My sense of humor, however, quickly waned after being butted several times in the back by Stanley and his refusal, along with Puck's, to allow me to muck out their shed. They were very insistent about getting that shovel out of their shed because, well, shovels are evil. Stanley was willing to just eat it if that would help. At least the shovel was enough of a distraction that Stanley got that wormer in the end. He's such a drama queen.


But the good news is, everyone is doing well, sheep craziness aside, except for Bonnie who misses her mama and Stella who needs another night in the hospital, though she's much better today and we expect that she'll be back on pasture tomorrow morning.

What IS great about raising these sheep, however, is that when the dirty, gross, sticky blankets of fleece for which you wrestled with those sheep come back from the mill, there is YARN! Have you seen the yarn that Stella, Blanche, and Oliver contributed a year of their lives to making?  It's luminescent and lovely. My husband doesn't agree that the best part is yarn--he's a Return-on-Investment kind of guy who reminded me this morning that the emergency vet bill for this one sheep would completely cancel out all sales of their yarn--, but to me the yarn makes all of the struggle worth it in the end. 



P.S. Buy some yarn. I have a whopper of a vet bill to pay! 

September 15, 2015

Putting on a New Face

I waited for a year with much anticipation and excitement for the Georgia FiberFest to roll around and then it was (WHOOOSH!) over in the blink of an eye! (insert sad face)

Cedar Hill Farm booth

Pam Powers in her booth

Felting Demonstration (amazing life-size horse head, no joke!)

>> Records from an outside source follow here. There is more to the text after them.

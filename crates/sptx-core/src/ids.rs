//! Identifier types for SPTX.
//!
//! References name one payment or free-ticket attempt and carry their kind in
//! the prefix. Ticket identifiers are short, human-readable strings minted from
//! randomness.

use rand::Rng;
use serde::{Deserialize, Serialize};
use std::fmt;
use std::str::FromStr;

/// Prefix of references created by payment initialization.
pub const PAID_REFERENCE_PREFIX: &str = "SPTX-REF-";

/// Prefix of references created by free-ticket reservation.
pub const FREE_REFERENCE_PREFIX: &str = "SPTX-FREE-";

/// Prefix of every generated ticket identifier.
pub const TICKET_ID_PREFIX: &str = "SPTX-TX-";

/// Number of decimal digits in a ticket identifier body.
const TICKET_ID_DIGITS: usize = 8;

/// Length of the random suffix appended to generated references.
const REFERENCE_SUFFIX_LEN: usize = 16;

/// Which issuance path a reference belongs to.
#[derive(Debug, Clone, Copy, PartialEq, Eq, Hash, Serialize, Deserialize)]
#[serde(rename_all = "lowercase")]
pub enum ReferenceKind {
    /// Paid ticket, confirmed through the payment gateway.
    Paid,
    /// Free ticket, settled at reservation time.
    Free,
}

impl ReferenceKind {
    /// The string prefix carried by references of this kind.
    #[must_use]
    pub const fn prefix(self) -> &'static str {
        match self {
            Self::Paid => PAID_REFERENCE_PREFIX,
            Self::Free => FREE_REFERENCE_PREFIX,
        }
    }
}

/// A payment/ticket reference such as `SPTX-REF-...` or `SPTX-FREE-...`.
#[derive(Clone, PartialEq, Eq, Hash, Serialize, Deserialize)]
#[serde(try_from = "String", into = "String")]
pub struct Reference(String);

impl Reference {
    /// Generate a fresh reference of the given kind.
    #[must_use]
    pub fn generate(kind: ReferenceKind) -> Self {
        let suffix = uuid::Uuid::new_v4().simple().to_string().to_uppercase();
        Self(format!(
            "{}{}",
            kind.prefix(),
            &suffix[..REFERENCE_SUFFIX_LEN]
        ))
    }

    /// Parse a reference and require a specific kind.
    ///
    /// # Errors
    ///
    /// Returns an error if the input is empty or does not carry the prefix of
    /// `kind` followed by at least one character.
    pub fn parse_kind(value: &str, kind: ReferenceKind) -> Result<Self, IdError> {
        let value = value.trim();
        if value.is_empty() {
            return Err(IdError::EmptyReference);
        }
        match value.strip_prefix(kind.prefix()) {
            Some(rest) if !rest.is_empty() => Ok(Self(value.to_string())),
            _ => Err(IdError::InvalidReference {
                expected: kind.prefix(),
            }),
        }
    }

    /// The kind of this reference, derived from its prefix.
    #[must_use]
    pub fn kind(&self) -> ReferenceKind {
        if self.0.starts_with(FREE_REFERENCE_PREFIX) {
            ReferenceKind::Free
        } else {
            ReferenceKind::Paid
        }
    }

    /// The reference as a string slice.
    #[must_use]
    pub fn as_str(&self) -> &str {
        &self.0
    }
}

impl FromStr for Reference {
    type Err = IdError;

    fn from_str(s: &str) -> Result<Self, Self::Err> {
        Self::parse_kind(s, ReferenceKind::Paid)
            .or_else(|_| Self::parse_kind(s, ReferenceKind::Free))
            .map_err(|e| match e {
                IdError::EmptyReference => e,
                _ => IdError::InvalidReference { expected: "SPTX-" },
            })
    }
}

impl fmt::Debug for Reference {
    fn fmt(&self, f: &mut fmt::Formatter<'_>) -> fmt::Result {
        write!(f, "Reference({})", self.0)
    }
}

impl fmt::Display for Reference {
    fn fmt(&self, f: &mut fmt::Formatter<'_>) -> fmt::Result {
        f.write_str(&self.0)
    }
}

impl TryFrom<String> for Reference {
    type Error = IdError;

    fn try_from(value: String) -> Result<Self, Self::Error> {
        value.parse()
    }
}

impl From<Reference> for String {
    fn from(reference: Reference) -> Self {
        reference.0
    }
}

impl AsRef<[u8]> for Reference {
    fn as_ref(&self) -> &[u8] {
        self.0.as_bytes()
    }
}

/// A ticket identifier of the shape `SPTX-TX-<digits><L><digits><L><digits>`.
///
/// The body holds 8 random decimal digits with 2 random uppercase letters
/// inserted at two split points. The first run always has at least 2 digits.
/// Uniqueness across references is probabilistic only; uniqueness per
/// reference comes from the store's transactional assignment.
#[derive(Clone, PartialEq, Eq, Hash, Serialize, Deserialize)]
#[serde(transparent)]
pub struct TicketId(String);

impl TicketId {
    /// Generate a ticket identifier using the thread-local RNG.
    #[must_use]
    pub fn generate() -> Self {
        Self::generate_with(&mut rand::thread_rng())
    }

    /// Generate a ticket identifier from the given RNG.
    pub fn generate_with<R: Rng>(rng: &mut R) -> Self {
        let digits: String = (0..TICKET_ID_DIGITS)
            .map(|_| char::from(b'0' + rng.gen_range(0..10u8)))
            .collect();
        let first = char::from(rng.gen_range(b'A'..=b'Z'));
        let second = char::from(rng.gen_range(b'A'..=b'Z'));

        let split_a = rng.gen_range(2..=6);
        let split_b = rng.gen_range(split_a..=TICKET_ID_DIGITS);

        Self(format!(
            "{TICKET_ID_PREFIX}{}{first}{}{second}{}",
            &digits[..split_a],
            &digits[split_a..split_b],
            &digits[split_b..],
        ))
    }

    /// The identifier as a string slice.
    #[must_use]
    pub fn as_str(&self) -> &str {
        &self.0
    }

    /// Whether `value` has the shape of a generated ticket identifier.
    #[must_use]
    pub fn is_well_formed(value: &str) -> bool {
        let Some(body) = value.strip_prefix(TICKET_ID_PREFIX) else {
            return false;
        };
        let bytes = body.as_bytes();
        let digits = bytes.iter().filter(|b| b.is_ascii_digit()).count();
        let letters = bytes.iter().filter(|b| b.is_ascii_uppercase()).count();

        bytes.len() == TICKET_ID_DIGITS + 2
            && digits == TICKET_ID_DIGITS
            && letters == 2
            && bytes[..2].iter().all(u8::is_ascii_digit)
    }
}

impl FromStr for TicketId {
    type Err = IdError;

    fn from_str(s: &str) -> Result<Self, Self::Err> {
        if Self::is_well_formed(s) {
            Ok(Self(s.to_string()))
        } else {
            Err(IdError::InvalidTicketId(s.to_string()))
        }
    }
}

impl fmt::Debug for TicketId {
    fn fmt(&self, f: &mut fmt::Formatter<'_>) -> fmt::Result {
        write!(f, "TicketId({})", self.0)
    }
}

impl fmt::Display for TicketId {
    fn fmt(&self, f: &mut fmt::Formatter<'_>) -> fmt::Result {
        f.write_str(&self.0)
    }
}

/// Errors that can occur when parsing identifiers.
#[derive(Debug, Clone, PartialEq, Eq, thiserror::Error)]
pub enum IdError {
    /// The reference is empty.
    #[error("reference is required")]
    EmptyReference,

    /// The reference does not carry the expected prefix.
    #[error("Invalid reference format. Expected a reference starting with {expected}")]
    InvalidReference {
        /// The expected prefix.
        expected: &'static str,
    },

    /// The ticket identifier is malformed.
    #[error("invalid ticket identifier: {0}")]
    InvalidTicketId(String),
}
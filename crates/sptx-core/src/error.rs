//! Error types for SPTX core types.

use crate::ids::IdError;

/// Result type for core operations.
pub type Result<T> = std::result::Result<T, CoreError>;

/// Errors raised while validating domain input.
#[derive(Debug, thiserror::Error)]
pub enum CoreError {
    /// Invalid identifier.
    #[error("invalid identifier: {0}")]
    InvalidId(#[from] IdError),

    /// A ticket snapshot is missing a required field.
    #[error("missing required field: {0}")]
    MissingField(&'static str),

    /// A monetary amount is out of range.
    #[error("invalid amount: {0}")]
    InvalidAmount(String),
}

Saori Weaving Demonstration

But coming home has been a whirlwind, too, so let me tell y'all about what's new around here. First, thanks to the whole family pitching in and nearly killing themselves in the heat this summer to make up for what the first two successive contractors screwed up and abandoned when they absconded with our money, we have ALL of the concrete work done on the barn as of this morning (so much concrete that this barn will outlive us all!) and the framers can get in here next week and get down to business. I'm sooooo excited! A finished barn means shelter for the horses and donkey and the sheep during ice storms, there will be a storm shelter for us, 2 hay lofts to store the hay out of the weather, a workshop for the husband, a machine shop to work on the tractor and the trucks, and a new dyeing area for me.

Next, you may or may not have noticed (if not, why haven't you visited the online shop this week?!) that my shop has a new face.  The old one was a bit tedious and not at all easy to shop with, so I revamped the look, the ease with which you can select your items, and the shopping cart/checkout pages.  I hope you like it.  All of the drop down boxes should be gone and you can go directly to the yarn line of your choice via the left-hand scroll bar. Here's a quick peek:



Also gone are a few of the labels that have been around for a while.  I've decided that I'm really just a wool snob, so in that vein the alpaca is mostly gone, except for Velvet.  You will no longer find Belle Luxe lace or Cielo DK in my shop.  The good people who visited the Georgia FiberFest market were kind enough to help me eliminate my stock.  You also will no longer find the Flock label (195, 225, and 335). These I could no longer get from my supplier and they were just hanging on.  They were also bought up by the good people last weekend.

You know what is in the shop that's new?  SINGLE SHEEP! Our very first fleece came back from the mill in a single-ply fingering weight and I've dyed it up and you can pick up a bit in the shop, but hurry because this was a small batch and when it's gone, it's gone!


Also new in the shop are Autumn colorways for Journey, Rocket Sock, and Rocket Sock Medium, grommet project bags of new and different fabric.  And there are MINIONS because everyone loves a Minion, especially me, and you probably need some to keep track of your projects for you.  I taught a 2-at-a-time sock class this past weekend and the ladies discovered just how useful these bags are for that technique.  You could also use them for colorwork.


Anyway, it's also round 2 of sheep vaccinations today so I have to get out there and con some sheep into letting me stab them in the neck for a minute.  That's going to be not so very fun.